First of all, a fully decentralized platform for  a smart contracts, which describe the form of agreements between individuals, based on the blockchain distributed messaging system requires a fully automated function of execution in the future. 

The meaning of such requirement, a fully automated function of execution in the future, goes far beyond the requirement of the bitcoin protocol. It would be like asserting that nothing will ever be allowed to change in the protocol itself since the protocol is in fact the agreement between the users in the network. 

On the bitcoin network there is one contract agreement only. This contract's terms set the number of coin and rate of distribution. It also  describe the terms of distributing the new coins into the miners wallets and the terms of transactions between users. Each of these terms of the contract can be change at any time by the ones who control the core code and accepted or rejected by the miners.  This means that each of the users who do not mine or have an excess to the core code, in fact have very little power if any deciding the fate of the contract's features in the future. However since bitcoin itself as an asset represent the a value given to it by the users community as a whole, the intensives to maintain the majority of users happy with any changes made, is leading much of the decisions made about the protocol, and thus is quite successful.

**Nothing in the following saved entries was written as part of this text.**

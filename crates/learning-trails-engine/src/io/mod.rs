use crate::localization::{Localizer, StringTable};
use crate::options::ParseOptions;
use crate::store::{KeyValueStore, MemoryStore, StoreValue};
use crate::trail::{LearningTrail, TrailError};
use relative_path::RelativePath;
use std::fs;
use std::path::{Path, PathBuf};

#[derive(Debug, thiserror::Error)]
pub enum IoError {
    #[error("File not found: {0}")]
    NotFound(PathBuf),
    #[error("IO error: {0}")]
    Io(#[from] std::io::Error),
    #[error("Invalid TOML: {0}")]
    TomlDecode(#[from] toml::de::Error),
    #[error("Could not encode TOML: {0}")]
    TomlEncode(#[from] toml::ser::Error),
    #[error("Invalid trail: {0}")]
    Trail(#[from] TrailError),
}

/// Read a file, reporting a missing file as `NotFound`
pub fn read_file(path: &Path) -> Result<String, IoError> {
    if !path.exists() {
        return Err(IoError::NotFound(path.to_path_buf()));
    }
    fs::read_to_string(path).map_err(IoError::Io)
}

/// Resolve a resource named relative to `base_dir`, if it exists
pub fn resolve_resource(resource: &RelativePath, base_dir: &Path) -> Option<PathBuf> {
    let path = resource.to_path(base_dir);
    if path.exists() {
        Some(path)
    } else {
        log::warn!("resource not found: {}", path.display());
        None
    }
}

/// Load and parse a trail file.
///
/// The background image is resolved against the trail file's directory. A
/// missing image is logged and left unresolved.
pub fn load_trail(
    path: &Path,
    options: &ParseOptions,
    localizer: Option<&dyn Localizer>,
) -> Result<LearningTrail, IoError> {
    let xml = read_file(path)?;
    let mut trail = LearningTrail::parse(&xml, options, localizer)?;

    let base_dir = path.parent().unwrap_or(Path::new("."));
    trail.background_image_path = trail
        .background_image
        .as_deref()
        .and_then(|image| resolve_resource(image, base_dir));
    Ok(trail)
}

/// Re-read a trail file and swap in the steps that changed.
///
/// Only does anything with authoring support enabled. Returns the indexes of
/// replaced steps.
pub fn reload_trail(
    existing: &mut LearningTrail,
    path: &Path,
    options: &ParseOptions,
    localizer: Option<&dyn Localizer>,
) -> Result<Vec<usize>, IoError> {
    if !options.authoring_support_enabled {
        log::debug!("authoring support disabled, not reloading {}", path.display());
        return Ok(Vec::new());
    }
    let reloaded = load_trail(path, options, localizer)?;
    let updated = existing.update_steps_from(reloaded);
    if !updated.is_empty() {
        log::info!("reloaded steps {updated:?} of {}", existing.identifier);
    }
    Ok(updated)
}

/// Load a TOML string table with a `[strings]` section
pub fn load_string_table(path: &Path) -> Result<StringTable, IoError> {
    let source = read_file(path)?;
    Ok(StringTable::from_toml_str(&source)?)
}

/// A key-value store kept in a TOML file.
///
/// Changes are held in memory until [`FileStore::save`].
#[derive(Debug)]
pub struct FileStore {
    path: PathBuf,
    values: MemoryStore,
}

impl FileStore {
    /// Open the store at `path`. A missing file is an empty store.
    pub fn open(path: impl Into<PathBuf>) -> Result<Self, IoError> {
        let path = path.into();
        let values = if path.exists() {
            toml::from_str(&fs::read_to_string(&path)?)?
        } else {
            MemoryStore::new()
        };
        Ok(Self { path, values })
    }

    pub fn path(&self) -> &Path {
        &self.path
    }

    pub fn save(&self) -> Result<(), IoError> {
        if let Some(parent) = self.path.parent() {
            fs::create_dir_all(parent)?;
        }
        fs::write(&self.path, toml::to_string(&self.values)?)?;
        Ok(())
    }
}

impl KeyValueStore for FileStore {
    fn get(&self, key: &str) -> Option<StoreValue> {
        self.values.get(key)
    }

    fn set(&mut self, key: &str, value: StoreValue) {
        self.values.set(key, value);
    }

    fn remove(&mut self, key: &str) {
        self.values.remove(key);
    }
}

On the contrary,  when considering a platform which will carry many different contracts between many individual parties, one have to trust that the protocol which can effect his own contract will never be changed unless he will personalty consent to it knowing it will not hurt its interests.

The Ethereum case,  in which the main root of the Ethereum protocol forked in order to role back a contract executed on the DAO (using a loophole), gives us a glimpse to the future of such contracts. Just imaging an exploitation  on some other contract platform like the DAO in which many agreements have been formed before the exploitation was discovered. Then imagine having to trust Ethereum foundation decision whether to roll back and dismiss all contracts and asset locked in them. You may expect the foundation to rule in favor of secondary contracts and re-institute them on a legitimate Child DAO for instance, yet that means the platform become in actual  a fully centralized  trusted entity. 

Yet in Ethereum much like in bitcoin the miners have much power as well and the users community and like we have seen in the ETC (ether clasic), the exchanges power which was reviled in its full glory in the conundrum flowing the fork, matters a lot too.

would you as an individual be whiling to place your trust in such a complex semi decentralized system? Would you ever trust putting any contract involving your personal assets such as your home on such a platform? I don't think so, unless you have many homes and are whiling to experiment with it.

In fact this case of the Ethereum fork reviled the fundamental paradox rooted in the idea of smart contract. and that is the contradiction between the need to allow changes in the future to fix mistake made in the present, yet allow to trust the future by assuming it will never change.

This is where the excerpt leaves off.